Our Team

Sarah McDonald Moores
RJ Education Coordinator

Lisa Charlong Norris
Grants Facilitator & Admin

dorothy vaandering

dorothy vaandering is a professor in MUN’s Faculty of Education and the Director of Relationships First Newfoundland and Labrador (RFNL). She has been researching Restorative Justice in Education (RJE) for 15 years and is passionate about nurturing relational communities where all people are honoured as worthy and interconnected. 


Learning to live relationally in all aspects of life is core to who she is. dorothy acknowledges that she is indebted to so many, young and old, who have been patient with her and accepted her for who she is so that she can now draw on life, teaching, and research experience to explore RJE. 


In 2009, having worked for 20 years as a Primary-Elementary educator in Alberta and Ontario, she started work at Memorial University NL where she is a professor at the Faculty of Education. dorothy focuses on designing and implementing innovative, transformative professional learning approaches for the sustainable implementation of RJE. Engaging in making reconciliation real as a settler-Canadian has become a priority in her work.


She is the author and co-author of a variety of academic and professional publications including “The Little Book of Restorative Justice in Education.” She is honoured to serve as Director of RFNL.

Sarah McDonald Moores

Sarah McDonald Moores is a graduate of Memorial University's Bachelor of Music/Bachelor of Music Education and Master of Education: Educational Leadership Studies Programs. Throughout her learning journey Sarah has taken a keen interest in holistic restorative justice in education.
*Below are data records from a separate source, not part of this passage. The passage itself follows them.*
//! Alignment-driven evolution as an explicit phase machine.
//!
//! A sequence is started by an edge crossing of the alignment threshold and
//! then advanced by deadline checks on the resolution tick:
//! `Transforming` (state EVOLVING) until the type swap, then `Reacting`
//! (HAPPY or ANGRY) until the pet settles back into a vitals-driven state.
use crate::pet::{Pet, PetKind, PetState};
use crate::rules::Rules;
use chrono::{DateTime, Utc};

#[derive(Clone, Copy, Debug, PartialEq, Eq)]
pub enum Phase {
    Transforming {
        target: PetKind,
        ready_at: DateTime<Utc>,
    },
    Reacting {
        reaction: PetState,
        settle_at: DateTime<Utc>,
    },
}

#[derive(Clone, Copy, Debug, PartialEq, Eq)]
pub enum EvolutionEvent {
    Transformed(PetKind),
    Settled,
}

/// Evolved form reached when alignment leaves the band `(-threshold, threshold)`.
pub fn crossing(before: i32, after: i32, threshold: i32) -> Option<PetKind> {
    if before.abs() >= threshold {
        return None;
    }
    if after >= threshold {
        Some(PetKind::Hero)
    } else if after <= -threshold {
        Some(PetKind::Dark)
    } else {
        None
    }
}

fn reaction_for(kind: PetKind) -> PetState {
    match kind {
        PetKind::Dark => PetState::Angry,
        _ => PetState::Happy,
    }
}

#[derive(Clone, Debug, Default, PartialEq, Eq)]
pub struct Evolution {
    phase: Option<Phase>,
}

impl Evolution {
    pub fn phase(&self) -> Option<Phase> {
        self.phase
    }

    pub fn is_active(&self) -> bool {
        self.phase.is_some()
    }

    /// State the pet must show while the sequence runs.
    pub fn pinned_state(&self) -> Option<PetState> {
        match self.phase? {
            Phase::Transforming { .. } => Some(PetState::Evolving),
            Phase::Reacting { reaction, .. } => Some(reaction),
        }
    }

    /// Starts a sequence if the alignment change crossed the threshold.
    /// Returns the target form when one was started.
    pub fn try_begin(
        &mut self,
        kind: PetKind,
        before: i32,
        after: i32,
        now: DateTime<Utc>,
        rules: &Rules,
    ) -> Option<PetKind> {
        if self.is_active() || !kind.is_basic() {
            return None;
        }
        let target = crossing(before, after, rules.evolution_threshold)?;
        if target == kind {
            return None;
        }
        self.phase = Some(Phase::Transforming {
            target,
            ready_at: now + rules.evolution_delay(),
        });
        Some(target)
    }

    /// Moves the sequence forward by every deadline that has passed.
    pub fn advance(&mut self, pet: &mut Pet, now: DateTime<Utc>, rules: &Rules) -> Vec<EvolutionEvent> {
        let mut events = Vec::new();
        while let Some(phase) = self.phase {
            match phase {
                Phase::Transforming { target, ready_at } if now >= ready_at => {
                    pet.kind = target;
                    self.phase = Some(Phase::Reacting {
                        reaction: reaction_for(target),
                        settle_at: ready_at + rules.settle_delay(),
                    });
                    events.push(EvolutionEvent::Transformed(target));
                }
                Phase::Reacting { settle_at, .. } if now >= settle_at => {
                    self.phase = None;
                    events.push(EvolutionEvent::Settled);
                }
                _ => break,
            }
        }
        events
    }

    pub fn cancel(&mut self) -> bool {
        self.phase.take().is_some()
    }
}
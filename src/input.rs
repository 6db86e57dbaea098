use crossterm::event::{self, Event, KeyCode, KeyEventKind, KeyModifiers};
use std::time::Duration;

#[derive(Clone, Debug, PartialEq, Eq)]
pub(crate) enum HostAction {
    Sleep,
    Feed(&'static str),
    FeedFruit(&'static str),
    Give(&'static str),
    Vet,
    Play,
    Exercise,
    Pet,
    Bonk,
    NewGame,
    Quit,
}

#[derive(Clone, Debug)]
pub(crate) struct InputEvent {
    pub(crate) key: KeyCode,
    pub(crate) mods: KeyModifiers,
}

pub(crate) fn collect_input_nonblocking(max_frame_time: Duration) -> anyhow::Result<Vec<InputEvent>> {
    let mut out = Vec::new();

    let timeout = std::cmp::min(Duration::from_millis(1), max_frame_time);
    while event::poll(timeout)? {
        if let Event::Key(k) = event::read()? {
            if k.kind == KeyEventKind::Press {
                out.push(InputEvent {
                    key: k.code,
                    mods: k.modifiers,
                });
                if out.len() >= 32 {
                    break;
                }
            }
        }
    }
    Ok(out)
}

pub(crate) fn map_event_to_action(ev: &InputEvent) -> Option<HostAction> {
    if matches!(ev.key, KeyCode::Char('c')) && ev.mods.contains(KeyModifiers::CONTROL) {
        return Some(HostAction::Quit);
    }
    let KeyCode::Char(ch) = ev.key else {
        return matches!(ev.key, KeyCode::Esc).then_some(HostAction::Quit);
    };
    let action = match ch.to_ascii_lowercase() {
        's' => HostAction::Sleep,
        'f' => HostAction::Feed("kibble"),
        'h' => HostAction::Feed("burger"),
        'a' => HostAction::FeedFruit("golden apple"),
        'd' => HostAction::FeedFruit("shadow plum"),
        'g' => HostAction::Give("ball"),
        'v' => HostAction::Vet,
        'p' => HostAction::Play,
        'e' => HostAction::Exercise,
        't' => HostAction::Pet,
        'b' => HostAction::Bonk,
        'n' => HostAction::NewGame,
        'q' => HostAction::Quit,
        _ => return None,
    };
    Some(action)
}
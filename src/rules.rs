use crate::error::RulesError;
use chrono::Duration as ChronoDuration;
use serde::{Deserialize, Serialize};

/// Longest span any single rule may describe; keeps every deadline well
/// inside the range of `DateTime<Utc>`.
pub const MAX_SPAN_SECS: i64 = 366 * 24 * 3600;

#[derive(Clone, Debug, Serialize, Deserialize, PartialEq)]
#[serde(default)]
pub struct Rules {
    pub decay_step_ms: u64,          // 5000ms typical
    pub resolve_step_ms: u64,        // 250ms typical
    pub sleep_recovery_step_ms: u64, // 500ms typical
    pub sleep_recovery_amount: i32,
    pub sleep_regen_on_decay: i32,
    pub command_cooldown_secs: i64,
    pub evolution_delay_ms: u64,
    pub settle_delay_ms: u64,
    pub happy_window_ms: u64,
    pub denial_window_ms: u64,
    pub catchup_max_secs: i64, // 7 days typical

    pub vet_heal: i32,
    pub play_joy: i32,
    pub exercise_heal: i32,
    pub exercise_cost: i32,
    pub affection_joy: i32,
    pub bonk_hurt: i32,

    pub base_decay: i32,
    pub starving_health_loss: i32,
    pub exhaustion_penalty: i32,
    pub anger_exit_happiness: i32,
    pub evolution_threshold: i32,
}

impl Default for Rules {
    fn default() -> Self {
        Self {
            decay_step_ms: 5000,
            resolve_step_ms: 250,
            sleep_recovery_step_ms: 500,
            sleep_recovery_amount: 2,
            sleep_regen_on_decay: 10,
            command_cooldown_secs: 60,
            evolution_delay_ms: 4000,
            settle_delay_ms: 2000,
            happy_window_ms: 1500,
            denial_window_ms: 1000,
            catchup_max_secs: 7 * 24 * 3600,

            vet_heal: 50,
            play_joy: 25,
            exercise_heal: 25,
            exercise_cost: 15,
            affection_joy: 3,
            bonk_hurt: 3,

            base_decay: 2,
            starving_health_loss: 5,
            exhaustion_penalty: 10,
            anger_exit_happiness: 50,
            evolution_threshold: 7,
        }
    }
}

impl Rules {
    pub fn validate(&self) -> Result<(), RulesError> {
        for (name, ms) in [
            ("decay_step_ms", self.decay_step_ms),
            ("resolve_step_ms", self.resolve_step_ms),
            ("sleep_recovery_step_ms", self.sleep_recovery_step_ms),
        ] {
            if ms == 0 {
                return Err(RulesError::ZeroInterval(name));
            }
        }
        for (name, ms) in [
            ("decay_step_ms", self.decay_step_ms),
            ("resolve_step_ms", self.resolve_step_ms),
            ("sleep_recovery_step_ms", self.sleep_recovery_step_ms),
            ("evolution_delay_ms", self.evolution_delay_ms),
            ("settle_delay_ms", self.settle_delay_ms),
            ("happy_window_ms", self.happy_window_ms),
            ("denial_window_ms", self.denial_window_ms),
        ] {
            let limit = MAX_SPAN_SECS * 1000;
            if ms > limit as u64 {
                return Err(RulesError::OutOfRange {
                    name,
                    value: i64::try_from(ms).unwrap_or(i64::MAX),
                    limit,
                });
            }
        }
        for (name, secs) in [
            ("command_cooldown_secs", self.command_cooldown_secs),
            ("catchup_max_secs", self.catchup_max_secs),
        ] {
            if !(0..=MAX_SPAN_SECS).contains(&secs) {
                return Err(RulesError::OutOfRange {
                    name,
                    value: secs,
                    limit: MAX_SPAN_SECS,
                });
            }
        }
        if self.resolve_step_ms >= self.decay_step_ms {
            return Err(RulesError::CadenceOrder {
                resolve_ms: self.resolve_step_ms,
                decay_ms: self.decay_step_ms,
            });
        }
        if self.evolution_threshold <= 0 {
            return Err(RulesError::Threshold(self.evolution_threshold));
        }
        Ok(())
    }

    pub fn decay_step(&self) -> ChronoDuration {
        millis(self.decay_step_ms)
    }

    pub fn resolve_step(&self) -> ChronoDuration {
        millis(self.resolve_step_ms)
    }

    pub fn sleep_recovery_step(&self) -> ChronoDuration {
        millis(self.sleep_recovery_step_ms)
    }

    pub fn cooldown(&self) -> ChronoDuration {
        secs(self.command_cooldown_secs)
    }

    pub fn catchup_max(&self) -> ChronoDuration {
        secs(self.catchup_max_secs)
    }

    pub fn evolution_delay(&self) -> ChronoDuration {
        millis(self.evolution_delay_ms)
    }

    pub fn settle_delay(&self) -> ChronoDuration {
        millis(self.settle_delay_ms)
    }

    pub fn happy_window(&self) -> ChronoDuration {
        millis(self.happy_window_ms)
    }

    pub fn denial_window(&self) -> ChronoDuration {
        millis(self.denial_window_ms)
    }
}

fn millis(ms: u64) -> ChronoDuration {
    let ms = i64::try_from(ms).unwrap_or(i64::MAX).min(MAX_SPAN_SECS * 1000);
    ChronoDuration::milliseconds(ms)
}

fn secs(secs: i64) -> ChronoDuration {
    ChronoDuration::seconds(secs.clamp(0, MAX_SPAN_SECS))
}
//! Simulation engine for a virtual pet.
//!
//! A [`Session`] owns one pet: its four clamped vitals, its type and
//! alignment, its behavioral state, and the per-pet bookkeeping (cooldowns,
//! reaction windows, sleep recovery, evolution). Hosts feed it player
//! [`Command`]s and drive the two cadences through a [`Scheduler`]; every
//! call takes the current time explicitly so the engine can run on
//! simulated clocks.
//!
//! | Module | Purpose |
//! |--------|---------|
//! | [`vitals`] | Happiness, health, fullness, sleep, clamped to 0..=100 |
//! | [`pet`] | Pet type, behavioral state, snapshots |
//! | [`item`] | Item effect descriptors and the item catalog |
//! | [`command`] | Player commands, gating, denials, cooldowns |
//! | [`decay`] | Natural decay with per-type modifiers |
//! | [`resolver`] | Priority-ordered state resolution |
//! | [`evolution`] | Alignment-driven evolution phases |
//! | [`session`] | The per-pet aggregate tying the above together |
//! | [`scheduler`] | Decay/resolution cadences and offline catch-up |
//! | [`rules`] | Tunable constants |

pub mod command;
pub mod decay;
pub mod error;
pub mod evolution;
pub mod item;
pub mod pet;
pub mod resolver;
pub mod rules;
pub mod scheduler;
pub mod session;
pub mod vitals;

pub use command::{Command, Denial, Outcome};
pub use error::{CatalogError, RulesError};
pub use item::{ItemCatalog, ItemEffect, ItemKind};
pub use pet::{Pet, PetKind, PetSnapshot, PetState};
pub use rules::Rules;
pub use scheduler::{catch_up, CatchupSummary, Scheduler};
pub use session::Session;
pub use vitals::{Vital, Vitals};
Sarah is currently seconded to Relationships First Newfoundland and Labrador (RFNL) from her position as a music educator. Sarah has worked with the Newfoundland and Labrador English School District (NLSchools) in various positions since 2006, and works as a Per-Course Instructor, teaching the graduate course ED 6463: Rethinking Educational Engagement at Memorial University. In her current role as Restorative Justice Education Coordinator with RFNL, Sarah hopes to help those engaged in all levels of education to embrace restorative justice as a way of being.


Sarah is a founding member of Lady Cove Women's Choir and Projēkt Chamber Voices. She has been a featured soloist with both of these groups and has traveled all over the world with choral and instrumental groups as a chorister and as a conductor. 

Lisa Charlong Norris

Lisa comes to RF-RJNL with a BA, a BEd and an MEd and over 15 years of experience working in research administration - whether it’s grants facilitation, proposal writing or managing Canada Research Chairs (CRC) Tier I and Tier II projects. She also brings extensive experience in structured data and data management as well as in scholarly communications and humanities computing. Her current interests include demonstrating research (and public engagement) impact and research project management.


Outside of MUN hours, Lisa is passionate about working with young women and men who walk a restorative path towards healthy relationships with self, with family, with community and with the Creator.


 Her favorite place is in the cold, salt water, even in winter months.

Danielle McGettigan

Danielle McGettigan (B.Sc, B.Ed (Int/Sec), M.Ed)) is a high school teacher, dance teacher, event coordinator, and RJ advocate from St. John's, Newfoundland. Her research, The K-12 School Experiences of People Who Are Incarcerated in NL, seeks to understand the mechanisms of the school to prison pipeline in NL and shed light on the stories of the human beings at its center, with the intent to inform policy and practice. In 2023, she worked with the Council of Atlantic Ministers of Education and Training as the coordinator for Connect & Transform: Trauma-Informed Perspectives, Policy and Practice in Education, a virtual professional learning symposium for policy makers.


Danielle has a unique and varied teaching background and has presented her research nationally and internationally, including the Relational Schools World Conference and the National Restorative Justice Symposium. Over the years, she has worked in a variety of coordinating roles with RFNL to encourage relational ways of being and knowing in all capacities.

Tisia Procopio Stemp

After 25+ years as teacher, university instructor, and community advocate in New York and Las Vegas in the US, tisia procopio stemp relocated to Newfoundland and Labrador in 2022 to continue her educational journey and doctoral work in relational pedagogies and collaborative cultural knowledge.

tisia comes to RF-RJNL with extensive background in justice education having worked with local policy leaders and educators across the globe to develop and initiate arts-and-culture- based programming in schools and community learning spaces. Passionate about making connections, building relationships, and exploring our mutual humanity, tisia’s work focuses on designing and implementing culturally sustainable teaching and learning experiences and decolonizing approaches to broaden the scope and integration of restorative and transformative justice education.